Ah, memories. In 2012, Simon Denny attended Munich’s Digital Life Design (DLD) conference which focuses on innovations in art, tech, and culture; soon afterwards, he transformed the conference experience—including Tweets, pull-quotes, and graphic design—into 89 canvases, held up by a railing system. We’re looking forward to the catalogue which includes essays by Karen Archey, digital law expert Michael Littger, and an interview with Hans Ulrich-Obrist.

Saturday, June 22nd
Opening: Ephemera, Garden Party/Arts
4-8 PM, 387 Sumpter Street, Brooklyn, NY

Eric Timothy Carlson, Erik Gonzalez, Carlos Rosales-Silva, and Elizabeth Tubergen will consider the kind of stuff that is easily lost, or forgotten.  Ephemera is a show about ephemera, and its the second opening of a series of one-day garden events and dinner parties that include a text based work. The dinner party is invite-only, but the garden party and show is free.
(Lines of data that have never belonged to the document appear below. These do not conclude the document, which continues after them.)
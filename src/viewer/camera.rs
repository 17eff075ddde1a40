use crate::viewer::animation::{
    AnimationClip, AnimationTarget, Keyframe, LoopMode, PlaybackRequest, TrackProperty,
};
use crate::viewer::config::{CameraSettings, RetargetSettings};
use crate::viewer::scene::ViewerCamera;
use crate::viewer::session::{SceneId, ViewportHost};
use crate::viewer::ui::PanelFocus;
use bevy::camera::Viewport;
use bevy::input::mouse::{AccumulatedMouseMotion, AccumulatedMouseScroll};
use bevy::math::curve::easing::EaseFunction;
use bevy::prelude::*;
use bevy::window::{PrimaryWindow, Window};
use std::f32::consts::PI;
use tracing::debug;

const BETA_LIMIT: f32 = 0.01;
const ROTATE_SPEED: f32 = 0.006;
const PAN_SPEED: f32 = 0.0018;

#[derive(Debug, Clone, Copy, PartialEq)]
pub enum ActiveCamera {
    Orbit { target: Vec3 },
    Fixed,
}

/// Ease an orbit camera's look-at point over to `new_target`. Orientation and
/// radius are left alone; `false` when the scene has no orbit camera.
pub fn retarget_camera<H: ViewportHost + ?Sized>(
    scene: SceneId,
    new_target: Vec3,
    host: &mut H,
    settings: &RetargetSettings,
) -> bool {
    let current = match host.active_camera(scene) {
        Some(ActiveCamera::Orbit { target }) => target,
        Some(ActiveCamera::Fixed) | None => {
            debug!(?scene, "retarget skipped, no orbit camera");
            return false;
        }
    };

    // Declared as a cycling clip but played once; the request's `looping` wins.
    let clip = AnimationClip::new(
        "target",
        TrackProperty::Target,
        settings.frame_rate,
        LoopMode::Cycle,
    )
    .with_easing(EaseFunction::SineOut)
    .with_keys([
        Keyframe::new(0.0, current),
        Keyframe::new(settings.frame_count, new_target),
    ]);

    host.submit(PlaybackRequest {
        target: AnimationTarget::Camera(scene),
        clips: vec![clip],
        from_frame: 0.0,
        to_frame: settings.frame_count,
        looping: false,
        speed: settings.speed,
    });
    debug!(?scene, from = ?current, to = ?new_target, "camera retarget submitted");
    true
}

#[derive(Resource, Debug, Clone, PartialEq)]
pub struct OrbitCameraState {
    pub alpha: f32,
    pub beta: f32,
    pub radius: f32,
    pub target: Vec3,
    pub wheel_precision: f32,
    pub min_radius: f32,
    pub max_radius: f32,
}

impl Default for OrbitCameraState {
    fn default() -> Self {
        Self::from_settings(&CameraSettings::default())
    }
}

impl OrbitCameraState {
    pub fn from_settings(settings: &CameraSettings) -> Self {
        Self {
            alpha: settings.alpha,
            beta: settings.beta.clamp(BETA_LIMIT, PI - BETA_LIMIT),
            radius: settings.radius.clamp(settings.min_radius, settings.max_radius),
            target: Vec3::from_array(settings.target),
            wheel_precision: settings.wheel_precision.max(f32::EPSILON),
            min_radius: settings.min_radius,
            max_radius: settings.max_radius,
        }
    }

    pub fn position(&self) -> Vec3 {
        let (sin_alpha, cos_alpha) = self.alpha.sin_cos();
        let (sin_beta, cos_beta) = self.beta.sin_cos();
        self.target
            + self.radius * Vec3::new(cos_alpha * sin_beta, cos_beta, sin_alpha * sin_beta)
    }

    pub fn transform(&self) -> Transform {
        Transform::from_translation(self.position()).looking_at(self.target, Vec3::Y)
    }

    pub fn rotate(&mut self, delta: Vec2) {
        self.alpha -= delta.x * ROTATE_SPEED;
        self.beta = (self.beta - delta.y * ROTATE_SPEED).clamp(BETA_LIMIT, PI - BETA_LIMIT);
    }

    pub fn pan(&mut self, delta: Vec2) {
        let forward = (self.target - self.position()).normalize_or_zero();
        let mut right = forward.cross(Vec3::Y);
        if right.length_squared() < 1e-6 {
            right = Vec3::X;
        }
        let right = right.normalize();
        let up = right.cross(forward).normalize_or_zero();
        self.target += (-delta.x * right + delta.y * up) * self.radius * PAN_SPEED;
    }

    pub fn zoom(&mut self, scroll: f32) {
        let step = self.radius / self.wheel_precision;
        self.radius = (self.radius - scroll * step).clamp(self.min_radius, self.max_radius);
    }
}

pub fn viewport_beside_panel(window: UVec2, scale_factor: f32, panel_width: f32) -> Option<Viewport> {
    if window.x == 0 || window.y == 0 {
        return None;
    }
    let panel = (panel_width.max(0.0) * scale_factor) as u32;
    let x = panel.min(window.x - 1);
    Some(Viewport {
        physical_position: UVec2::new(x, 0),
        physical_size: UVec2::new(window.x - x, window.y),
        depth: 0.0..1.0,
    })
}

pub fn update_camera_viewport(
    windows: Query<&Window, With<PrimaryWindow>>,
    focus: Res<PanelFocus>,
    mut cameras: Query<&mut Camera, With<ViewerCamera>>,
) {
    let Ok(window) = windows.single() else {
        return;
    };
    let size = UVec2::new(window.physical_width(), window.physical_height());
    let Some(viewport) = viewport_beside_panel(size, window.scale_factor(), focus.panel_width)
    else {
        return;
    };
    for mut camera in &mut cameras {
        camera.viewport = Some(viewport.clone());
    }
}

pub fn orbit_camera_system(
    mouse_motion: Res<AccumulatedMouseMotion>,
    mouse_scroll: Res<AccumulatedMouseScroll>,
    mouse_buttons: Res<ButtonInput<MouseButton>>,
    windows: Query<&Window, With<PrimaryWindow>>,
    focus: Res<PanelFocus>,
    mut orbit: ResMut<OrbitCameraState>,
    mut camera_query: Query<&mut Transform, With<ViewerCamera>>,
) {
    let mouse_delta = Vec2::new(mouse_motion.delta.x, -mouse_motion.delta.y);
    let scroll_delta = mouse_scroll.delta.y;

    let pointer_in_window = windows
        .single()
        .ok()
        .and_then(|w| w.cursor_position())
        .is_some();

    if pointer_in_window && !focus.pointer_over_ui {
        if mouse_buttons.pressed(MouseButton::Right) && mouse_delta.length_squared() > 0.0 {
            orbit.rotate(mouse_delta);
        }
        if mouse_buttons.pressed(MouseButton::Middle) && mouse_delta.length_squared() > 0.0 {
            orbit.pan(mouse_delta);
        }
        if scroll_delta.abs() > f32::EPSILON {
            orbit.zoom(scroll_delta);
        }
    }

    let transform = orbit.transform();
    for mut camera_transform in &mut camera_query {
        *camera_transform = transform;
    }
}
Opening: AIM BIENNIAL, Wave Hill
1-4 PM, West 249th Street and Independence Avenue, Bronx, New York

The Bronx Museum’s Artist in the Marketplace [AIM] may be best known as a professional development bootcamp for emerging artists. What it should be better known for is the biennial they hold every two years exhibiting the work of its participants. This year, 72 participants from the 2011 AIM program will show their wares at the Museum and Wave Hill. The results are typically mixed, but we recommend the show regardless. There’s always a gem or two that make the trip worth it. Participants we’ve noticed exhibiting in New York include Neil Goldberg, Chris Bors, and Jennifer Sanchez.

Sunday, June 23rd

Opening and performance: Permutation 03.4: Re-Mix: Semir Alschausky, Thomas Brinkmann, Katarina Burin, Fake Industries Architectural Agonism, and Oliver Laric, P!
334 Broome Street

Reception: 7:00 – 10:00 PM; performance by Thomas Brinkmann: 8:00 PM

Closing P!’s six-month exhibition programming on copying, Re-Mix will focus on how art is re-imagined. We’re especially looking forward to seeing Oliver Laric’s video Versions, for which The Julliard School’s Center for Innovation in the Arts has created a multimedia performance version. Versions uses a photoshopped documented as a starting point, and invites others to ruminate on the image and its manipulation.